◆ TASK BRIEF
The lines to find are those in the entries that hold the word "frames"; copy every one of them.

◆ Collected data
•••

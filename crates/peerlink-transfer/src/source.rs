//! Readable file sources for the send queue.

use std::fs::File;
use std::io::{self, Read, Seek, SeekFrom};
use std::path::{Path, PathBuf};

use bytes::Bytes;

/// A file offered for sending. Chunks are read on demand, one at a time.
pub trait FileSource: Send {
    fn name(&self) -> &str;

    /// Path relative to a dropped folder, if the file came from one.
    fn relative_path(&self) -> Option<&str>;

    fn size(&self) -> u64;

    fn mime_type(&self) -> &str;

    /// Read exactly `len` bytes starting at `offset`.
    fn read_at(&mut self, offset: u64, len: usize) -> io::Result<Vec<u8>>;
}

/// A file on the local filesystem.
pub struct LocalFile {
    path: PathBuf,
    file: File,
    name: String,
    relative_path: Option<String>,
    size: u64,
    mime_type: String,
}

impl LocalFile {
    pub fn open(path: impl AsRef<Path>) -> io::Result<Self> {
        let path = path.as_ref().to_path_buf();
        let file = File::open(&path)?;
        let size = file.metadata()?.len();
        let name = path
            .file_name()
            .map(|n| n.to_string_lossy().into_owned())
            .ok_or_else(|| io::Error::new(io::ErrorKind::InvalidInput, "path has no file name"))?;
        let mime_type = mime_guess::from_path(&path)
            .first_or_octet_stream()
            .essence_str()
            .to_string();

        Ok(Self {
            path,
            file,
            name,
            relative_path: None,
            size,
            mime_type,
        })
    }

    pub fn with_relative_path(mut self, relative_path: impl Into<String>) -> Self {
        self.relative_path = Some(relative_path.into());
        self
    }

    pub fn path(&self) -> &Path {
        &self.path
    }
}

impl FileSource for LocalFile {
    fn name(&self) -> &str {
        &self.name
    }

    fn relative_path(&self) -> Option<&str> {
        self.relative_path.as_deref()
    }

    fn size(&self) -> u64 {
        self.size
    }

    fn mime_type(&self) -> &str {
        &self.mime_type
    }

    fn read_at(&mut self, offset: u64, len: usize) -> io::Result<Vec<u8>> {
        self.file.seek(SeekFrom::Start(offset))?;
        let mut buf = vec![0u8; len];
        self.file.read_exact(&mut buf)?;
        Ok(buf)
    }
}

/// An in-memory file.
#[derive(Debug, Clone)]
pub struct MemorySource {
    name: String,
    relative_path: Option<String>,
    mime_type: String,
    data: Bytes,
}

impl MemorySource {
    pub fn new(name: impl Into<String>, data: impl Into<Bytes>) -> Self {
        let name = name.into();
        let mime_type = mime_guess::from_path(&name)
            .first_or_octet_stream()
            .essence_str()
            .to_string();
        Self {
            name,
            relative_path: None,
            mime_type,
            data: data.into(),
        }
    }

    pub fn with_relative_path(mut self, relative_path: impl Into<String>) -> Self {
        self.relative_path = Some(relative_path.into());
        self
    }
}

impl FileSource for MemorySource {
    fn name(&self) -> &str {
        &self.name
    }

    fn relative_path(&self) -> Option<&str> {
        self.relative_path.as_deref()
    }

    fn size(&self) -> u64 {
        self.data.len() as u64
    }

    fn mime_type(&self) -> &str {
        &self.mime_type
    }

    fn read_at(&mut self, offset: u64, len: usize) -> io::Result<Vec<u8>> {
        let start = offset as usize;
        let end = start
            .checked_add(len)
            .filter(|end| *end <= self.data.len())
            .ok_or_else(|| io::Error::new(io::ErrorKind::UnexpectedEof, "read past end of source"))?;
        Ok(self.data.slice(start..end).to_vec())
    }
}
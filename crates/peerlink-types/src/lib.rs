//! Shared vocabulary for PeerLink: data-channel frames, signaling relay
//! messages and the persisted transfer models.

pub mod frames;
pub mod models;
pub mod signal;

pub use frames::{ChannelMessage, ControlFrame, Frame, FrameError};
pub use models::{SendCheckpointKey, TransferRecord, TransferStatus};
pub use signal::{SignalCommand, SignalEvent};
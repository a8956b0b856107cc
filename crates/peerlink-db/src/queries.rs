use crate::models::{ExportSummary, SendCheckpoint};
use crate::store::ChunkStore;
use crate::Database;
use anyhow::{Result, anyhow, bail};
use chrono::{DateTime, SecondsFormat, Utc};
use peerlink_types::{SendCheckpointKey, TransferRecord, TransferStatus};
use rusqlite::types::Type;
use rusqlite::{Connection, Row};
use sha2::{Digest, Sha256};
use std::io::Write;
use tracing::{debug, info};

const TRANSFER_COLUMNS: &str = "transfer_id, room_id, name, relative_path, size_bytes, mime_type, \
     total_chunks, chunks_persisted, status, created_at";

impl ChunkStore for Database {
    // -- Chunks --

    fn put_chunk(&self, transfer_id: &str, index: u64, data: &[u8]) -> Result<()> {
        self.with_conn_mut(|conn| {
            conn.execute(
                "INSERT INTO chunks (transfer_id, chunk_index, data) VALUES (?1, ?2, ?3)
                 ON CONFLICT(transfer_id, chunk_index) DO UPDATE SET data = excluded.data",
                rusqlite::params![transfer_id, index as i64, data],
            )?;
            Ok(())
        })
    }

    fn get_chunk(&self, transfer_id: &str, index: u64) -> Result<Option<Vec<u8>>> {
        self.with_conn(|conn| query_chunk(conn, transfer_id, index))
    }

    fn highest_contiguous_index(&self, transfer_id: &str) -> Result<Option<u64>> {
        self.with_conn(|conn| query_highest_contiguous(conn, transfer_id))
    }

    // -- Transfers --

    fn put_metadata(&self, record: &TransferRecord) -> Result<()> {
        self.with_conn_mut(|conn| {
            conn.execute(
                "INSERT INTO transfers (transfer_id, room_id, name, relative_path, size_bytes, mime_type,
                                        total_chunks, chunks_persisted, status, created_at)
                 VALUES (?1, ?2, ?3, ?4, ?5, ?6, ?7, ?8, ?9, ?10)
                 ON CONFLICT(transfer_id) DO UPDATE SET
                    room_id = excluded.room_id,
                    name = excluded.name,
                    relative_path = excluded.relative_path,
                    size_bytes = excluded.size_bytes,
                    mime_type = excluded.mime_type,
                    total_chunks = excluded.total_chunks,
                    chunks_persisted = excluded.chunks_persisted,
                    status = excluded.status",
                rusqlite::params![
                    record.transfer_id,
                    record.room_id,
                    record.name,
                    record.relative_path,
                    record.size_bytes as i64,
                    record.mime_type,
                    record.total_chunks as i64,
                    record.chunks_persisted as i64,
                    record.status.as_str(),
                    format_timestamp(&record.created_at),
                ],
            )?;
            Ok(())
        })
    }

    fn get_metadata(&self, transfer_id: &str) -> Result<Option<TransferRecord>> {
        self.with_conn(|conn| query_transfer(conn, transfer_id))
    }

    fn update_progress(
        &self,
        transfer_id: &str,
        chunks_persisted: u64,
        status: TransferStatus,
    ) -> Result<()> {
        self.with_conn_mut(|conn| {
            let updated = conn.execute(
                "UPDATE transfers SET chunks_persisted = ?1, status = ?2 WHERE transfer_id = ?3",
                rusqlite::params![chunks_persisted as i64, status.as_str(), transfer_id],
            )?;
            if updated == 0 {
                bail!("Transfer not found: {}", transfer_id);
            }
            Ok(())
        })
    }

    fn list_by_room(&self, room_id: &str) -> Result<Vec<TransferRecord>> {
        self.with_conn(|conn| {
            let sql = format!(
                "SELECT {TRANSFER_COLUMNS} FROM transfers
                 WHERE room_id = ?1
                 ORDER BY created_at ASC, rowid ASC"
            );
            let mut stmt = conn.prepare(&sql)?;
            let rows = stmt
                .query_map([room_id], transfer_from_row)?
                .collect::<std::result::Result<Vec<_>, _>>()?;
            Ok(rows)
        })
    }

    fn find_resumable(&self, room_id: &str, name: &str, size: u64) -> Result<Option<TransferRecord>> {
        self.with_conn(|conn| {
            let sql = format!(
                "SELECT {TRANSFER_COLUMNS} FROM transfers
                 WHERE room_id = ?1 AND name = ?2 AND size_bytes = ?3
                   AND status IN ('receiving', 'paused')
                 ORDER BY created_at DESC, rowid DESC
                 LIMIT 1"
            );
            conn.query_row(
                &sql,
                rusqlite::params![room_id, name, size as i64],
                transfer_from_row,
            )
            .optional()
        })
    }

    fn latest_in_progress(&self, room_id: &str) -> Result<Option<TransferRecord>> {
        self.with_conn(|conn| {
            let sql = format!(
                "SELECT {TRANSFER_COLUMNS} FROM transfers
                 WHERE room_id = ?1 AND status = 'receiving'
                 ORDER BY created_at DESC, rowid DESC
                 LIMIT 1"
            );
            conn.query_row(&sql, [room_id], transfer_from_row).optional()
        })
    }

    fn delete_transfer(&self, transfer_id: &str) -> Result<()> {
        self.with_conn_mut(|conn| {
            let tx = conn.transaction()?;
            let chunks = tx.execute("DELETE FROM chunks WHERE transfer_id = ?1", [transfer_id])?;
            tx.execute("DELETE FROM transfers WHERE transfer_id = ?1", [transfer_id])?;
            tx.commit()?;
            debug!(transfer_id, chunks, "Deleted transfer");
            Ok(())
        })
    }

    // -- Send checkpoints --

    fn put_send_checkpoint(
        &self,
        key: &SendCheckpointKey,
        last_acked_chunk: u64,
        total_chunks: u64,
    ) -> Result<()> {
        self.with_conn_mut(|conn| {
            conn.execute(
                "INSERT INTO send_checkpoints (room_id, file_name, file_size, last_acked_chunk, total_chunks, updated_at)
                 VALUES (?1, ?2, ?3, ?4, ?5, datetime('now'))
                 ON CONFLICT(room_id, file_name, file_size) DO UPDATE SET
                    last_acked_chunk = excluded.last_acked_chunk,
                    total_chunks = excluded.total_chunks,
                    updated_at = excluded.updated_at",
                rusqlite::params![
                    key.room_id,
                    key.file_name,
                    key.file_size as i64,
                    last_acked_chunk as i64,
                    total_chunks as i64,
                ],
            )?;
            Ok(())
        })
    }

    fn get_send_checkpoint(&self, key: &SendCheckpointKey) -> Result<i64> {
        Ok(self
            .send_checkpoint(key)?
            .map(|cp| cp.last_acked_chunk as i64)
            .unwrap_or(-1))
    }

    fn clear_send_checkpoint(&self, key: &SendCheckpointKey) -> Result<()> {
        self.with_conn_mut(|conn| {
            conn.execute(
                "DELETE FROM send_checkpoints WHERE room_id = ?1 AND file_name = ?2 AND file_size = ?3",
                rusqlite::params![key.room_id, key.file_name, key.file_size as i64],
            )?;
            Ok(())
        })
    }
}

impl Database {
    /// Full checkpoint row for an outbound file.
    pub fn send_checkpoint(&self, key: &SendCheckpointKey) -> Result<Option<SendCheckpoint>> {
        self.with_conn(|conn| {
            conn.query_row(
                "SELECT last_acked_chunk, total_chunks, updated_at FROM send_checkpoints
                 WHERE room_id = ?1 AND file_name = ?2 AND file_size = ?3",
                rusqlite::params![key.room_id, key.file_name, key.file_size as i64],
                |row| {
                    Ok(SendCheckpoint {
                        key: key.clone(),
                        last_acked_chunk: row.get::<_, i64>(0)? as u64,
                        total_chunks: row.get::<_, i64>(1)? as u64,
                        updated_at: row.get(2)?,
                    })
                },
            )
            .optional()
        })
    }

    pub fn chunk_count(&self, transfer_id: &str) -> Result<u64> {
        self.with_conn(|conn| {
            let count: i64 = conn.query_row(
                "SELECT COUNT(*) FROM chunks WHERE transfer_id = ?1",
                [transfer_id],
                |row| row.get(0),
            )?;
            Ok(count as u64)
        })
    }

    /// Delete every transfer, chunk and send checkpoint of a room.
    /// Returns the number of transfers removed.
    pub fn clear_room(&self, room_id: &str) -> Result<usize> {
        self.with_conn_mut(|conn| {
            let tx = conn.transaction()?;
            tx.execute(
                "DELETE FROM chunks WHERE transfer_id IN (SELECT transfer_id FROM transfers WHERE room_id = ?1)",
                [room_id],
            )?;
            let removed = tx.execute("DELETE FROM transfers WHERE room_id = ?1", [room_id])?;
            tx.execute("DELETE FROM send_checkpoints WHERE room_id = ?1", [room_id])?;
            tx.commit()?;
            info!(room_id, removed, "Cleared room transfers");
            Ok(removed)
        })
    }

    /// Reassemble a stored transfer into `writer`, chunk by chunk in index order.
    pub fn export_transfer<W: Write>(&self, transfer_id: &str, writer: &mut W) -> Result<ExportSummary> {
        let record = self
            .get_metadata(transfer_id)?
            .ok_or_else(|| anyhow!("Transfer not found: {}", transfer_id))?;

        let mut hasher = Sha256::new();
        let mut bytes_written = 0u64;

        for index in 0..record.total_chunks {
            let data = self
                .get_chunk(transfer_id, index)?
                .ok_or_else(|| anyhow!("Chunk {} of {} missing", index, transfer_id))?;
            writer.write_all(&data)?;
            hasher.update(&data);
            bytes_written += data.len() as u64;
        }
        writer.flush()?;

        if bytes_written != record.size_bytes {
            bail!(
                "Exported {} bytes for {} but metadata declares {}",
                bytes_written,
                transfer_id,
                record.size_bytes
            );
        }

        Ok(ExportSummary {
            bytes_written,
            chunks: record.total_chunks,
            sha256: hex::encode(hasher.finalize()),
        })
    }
}

// -- Query helpers --

fn query_chunk(conn: &Connection, transfer_id: &str, index: u64) -> Result<Option<Vec<u8>>> {
    conn.query_row(
        "SELECT data FROM chunks WHERE transfer_id = ?1 AND chunk_index = ?2",
        rusqlite::params![transfer_id, index as i64],
        |row| row.get(0),
    )
    .optional()
}

fn query_highest_contiguous(conn: &Connection, transfer_id: &str) -> Result<Option<u64>> {
    let (count, max): (i64, Option<i64>) = conn.query_row(
        "SELECT COUNT(*), MAX(chunk_index) FROM chunks WHERE transfer_id = ?1",
        [transfer_id],
        |row| Ok((row.get(0)?, row.get(1)?)),
    )?;

    // Dense prefix: indices are unique, so count == max + 1 means no gaps.
    match max {
        None => return Ok(None),
        Some(max) if max + 1 == count => return Ok(Some(max as u64)),
        _ => {}
    }

    let mut stmt = conn.prepare(
        "SELECT chunk_index FROM chunks WHERE transfer_id = ?1 ORDER BY chunk_index ASC",
    )?;
    let mut rows = stmt.query([transfer_id])?;

    let mut highest: Option<u64> = None;
    while let Some(row) = rows.next()? {
        let index = row.get::<_, i64>(0)? as u64;
        let expected = highest.map_or(0, |h| h + 1);
        if index != expected {
            break;
        }
        highest = Some(index);
    }
    Ok(highest)
}

fn query_transfer(conn: &Connection, transfer_id: &str) -> Result<Option<TransferRecord>> {
    let sql = format!("SELECT {TRANSFER_COLUMNS} FROM transfers WHERE transfer_id = ?1");
    conn.query_row(&sql, [transfer_id], transfer_from_row).optional()
}

fn transfer_from_row(row: &Row<'_>) -> rusqlite::Result<TransferRecord> {
    let status: String = row.get(8)?;
    let status = status
        .parse::<TransferStatus>()
        .map_err(|e| rusqlite::Error::FromSqlConversionFailure(8, Type::Text, e.into()))?;

    let created_at: String = row.get(9)?;
    let created_at = DateTime::parse_from_rfc3339(&created_at)
        .map(|dt| dt.with_timezone(&Utc))
        .map_err(|e| rusqlite::Error::FromSqlConversionFailure(9, Type::Text, Box::new(e)))?;

    Ok(TransferRecord {
        transfer_id: row.get(0)?,
        room_id: row.get(1)?,
        name: row.get(2)?,
        relative_path: row.get(3)?,
        size_bytes: row.get::<_, i64>(4)? as u64,
        mime_type: row.get(5)?,
        total_chunks: row.get::<_, i64>(6)? as u64,
        chunks_persisted: row.get::<_, i64>(7)? as u64,
        status,
        created_at,
    })
}

// Fixed precision keeps lexical order equal to chronological order.
fn format_timestamp(ts: &DateTime<Utc>) -> String {
    ts.to_rfc3339_opts(SecondsFormat::Micros, true)
}

trait OptionalExt<T> {
    fn optional(self) -> Result<Option<T>>;
}

impl<T> OptionalExt<T> for std::result::Result<T, rusqlite::Error> {
    fn optional(self) -> Result<Option<T>> {
        match self {
            Ok(val) => Ok(Some(val)),
            Err(rusqlite::Error::QueryReturnedNoRows) => Ok(None),
            Err(e) => Err(e.into()),
        }
    }
}
use std::net::SocketAddr;

use axum::{
    Json, Router,
    extract::{State, WebSocketUpgrade},
    response::IntoResponse,
    routing::get,
};
use serde_json::{Value, json};
use tower_http::cors::CorsLayer;
use tower_http::trace::TraceLayer;
use tracing::{info, warn};

use peerlink_gateway::{Relay, connection};

#[tokio::main]
async fn main() -> anyhow::Result<()> {
    // Load .env if present
    let _ = dotenvy::dotenv();

    tracing_subscriber::fmt()
        .with_env_filter(
            tracing_subscriber::EnvFilter::try_from_default_env()
                .unwrap_or_else(|_| "peerlink=debug,tower_http=debug".into()),
        )
        .init();

    let host = std::env::var("PEERLINK_HOST").unwrap_or_else(|_| "0.0.0.0".into());
    let port: u16 = std::env::var("PEERLINK_PORT")
        .unwrap_or_else(|_| "3000".into())
        .parse()?;

    let app = router(Relay::new());

    let addr: SocketAddr = format!("{}:{}", host, port).parse()?;
    info!("PeerLink signaling relay listening on {}", addr);

    let listener = tokio::net::TcpListener::bind(addr).await?;
    axum::serve(listener, app)
        .with_graceful_shutdown(shutdown_signal())
        .await?;

    Ok(())
}

fn router(relay: Relay) -> Router {
    Router::new()
        .route("/health", get(health))
        .route("/", get(ws_upgrade))
        .route("/ws", get(ws_upgrade))
        .with_state(relay)
        .layer(CorsLayer::permissive())
        .layer(TraceLayer::new_for_http())
}

async fn health() -> Json<Value> {
    Json(json!({ "message": "iam alive" }))
}

async fn ws_upgrade(State(relay): State<Relay>, ws: WebSocketUpgrade) -> impl IntoResponse {
    ws.on_upgrade(move |socket| connection::handle_connection(socket, relay))
}

async fn shutdown_signal() {
    let ctrl_c = tokio::signal::ctrl_c();
    #[cfg(unix)]
    {
        match tokio::signal::unix::signal(tokio::signal::unix::SignalKind::terminate()) {
            Ok(mut sigterm) => {
                tokio::select! {
                    _ = ctrl_c => info!("Received Ctrl+C, shutting down..."),
                    _ = sigterm.recv() => info!("Received SIGTERM, shutting down..."),
                }
            }
            Err(e) => {
                warn!("Failed to install SIGTERM handler: {}", e);
                let _ = ctrl_c.await;
            }
        }
    }
    #[cfg(not(unix))]
    {
        let _ = ctrl_c.await;
        info!("Received Ctrl+C, shutting down...");
    }
}
//! Test doubles shared by the engine unit tests.

use std::sync::atomic::{AtomicBool, Ordering};
use std::sync::{Arc, Mutex};

use anyhow::{Result, bail};
use peerlink_db::{ChunkStore, Database};
use peerlink_types::{ChannelMessage, ControlFrame, Frame, SendCheckpointKey, TransferRecord, TransferStatus};

use crate::channel::DataChannel;

/// Channel that records everything sent through it.
#[derive(Default)]
pub struct RecordingChannel {
    sent: Mutex<Vec<ChannelMessage>>,
    failing: AtomicBool,
}

impl RecordingChannel {
    /// While failing, every send is rejected and nothing is recorded.
    pub fn set_failing(&self, failing: bool) {
        self.failing.store(failing, Ordering::SeqCst);
    }

    fn check(&self) -> crate::Result<()> {
        if self.failing.load(Ordering::SeqCst) {
            return Err(crate::TransferError::Channel("channel is closed".into()));
        }
        Ok(())
    }

    pub fn take(&self) -> Vec<ChannelMessage> {
        std::mem::take(&mut *self.sent.lock().unwrap())
    }

    pub fn control(msg: &ChannelMessage) -> Option<ControlFrame> {
        match Frame::try_from(msg.clone()) {
            Ok(Frame::Control(frame)) => Some(frame),
            _ => None,
        }
    }
}

impl DataChannel for RecordingChannel {
    fn send_text(&self, text: String) -> crate::Result<()> {
        self.check()?;
        self.sent.lock().unwrap().push(ChannelMessage::Text(text));
        Ok(())
    }

    fn send_binary(&self, data: Vec<u8>) -> crate::Result<()> {
        self.check()?;
        self.sent.lock().unwrap().push(ChannelMessage::Binary(data));
        Ok(())
    }
}

impl DataChannel for Arc<RecordingChannel> {
    fn send_text(&self, text: String) -> crate::Result<()> {
        self.as_ref().send_text(text)
    }

    fn send_binary(&self, data: Vec<u8>) -> crate::Result<()> {
        self.as_ref().send_binary(data)
    }
}

/// Database wrapper whose writes can be switched to fail.
pub struct FlakyStore {
    inner: Arc<Database>,
    fail_chunks: AtomicBool,
    fail_progress: AtomicBool,
    fail_checkpoints: AtomicBool,
}

impl FlakyStore {
    pub fn new(inner: Arc<Database>) -> Self {
        Self {
            inner,
            fail_chunks: AtomicBool::new(false),
            fail_progress: AtomicBool::new(false),
            fail_checkpoints: AtomicBool::new(false),
        }
    }

    pub fn fail_chunks(&self, fail: bool) {
        self.fail_chunks.store(fail, Ordering::SeqCst);
    }

    pub fn fail_progress(&self, fail: bool) {
        self.fail_progress.store(fail, Ordering::SeqCst);
    }

    pub fn fail_checkpoints(&self, fail: bool) {
        self.fail_checkpoints.store(fail, Ordering::SeqCst);
    }
}

impl ChunkStore for FlakyStore {
    fn put_chunk(&self, transfer_id: &str, index: u64, data: &[u8]) -> Result<()> {
        if self.fail_chunks.load(Ordering::SeqCst) {
            bail!("disk full");
        }
        self.inner.put_chunk(transfer_id, index, data)
    }

    fn get_chunk(&self, transfer_id: &str, index: u64) -> Result<Option<Vec<u8>>> {
        self.inner.get_chunk(transfer_id, index)
    }

    fn highest_contiguous_index(&self, transfer_id: &str) -> Result<Option<u64>> {
        self.inner.highest_contiguous_index(transfer_id)
    }

    fn put_metadata(&self, record: &TransferRecord) -> Result<()> {
        self.inner.put_metadata(record)
    }

    fn get_metadata(&self, transfer_id: &str) -> Result<Option<TransferRecord>> {
        self.inner.get_metadata(transfer_id)
    }

    fn update_progress(
        &self,
        transfer_id: &str,
        chunks_persisted: u64,
        status: TransferStatus,
    ) -> Result<()> {
        if self.fail_progress.load(Ordering::SeqCst) {
            bail!("disk full");
        }
        self.inner.update_progress(transfer_id, chunks_persisted, status)
    }

    fn list_by_room(&self, room_id: &str) -> Result<Vec<TransferRecord>> {
        self.inner.list_by_room(room_id)
    }

    fn find_resumable(&self, room_id: &str, name: &str, size: u64) -> Result<Option<TransferRecord>> {
        self.inner.find_resumable(room_id, name, size)
    }

    fn latest_in_progress(&self, room_id: &str) -> Result<Option<TransferRecord>> {
        self.inner.latest_in_progress(room_id)
    }

    fn delete_transfer(&self, transfer_id: &str) -> Result<()> {
        self.inner.delete_transfer(transfer_id)
    }

    fn put_send_checkpoint(
        &self,
        key: &SendCheckpointKey,
        last_acked_chunk: u64,
        total_chunks: u64,
    ) -> Result<()> {
        if self.fail_checkpoints.load(Ordering::SeqCst) {
            bail!("disk full");
        }
        self.inner.put_send_checkpoint(key, last_acked_chunk, total_chunks)
    }

    fn get_send_checkpoint(&self, key: &SendCheckpointKey) -> Result<i64> {
        self.inner.get_send_checkpoint(key)
    }

    fn clear_send_checkpoint(&self, key: &SendCheckpointKey) -> Result<()> {
        self.inner.clear_send_checkpoint(key)
    }
}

•••

◆ RESULT FOR THIS EXERCISE
//! Shared vocabulary for PeerLink: data-channel frames, signaling relay
pub mod frames;
pub use frames::{ChannelMessage, ControlFrame, Frame, FrameError};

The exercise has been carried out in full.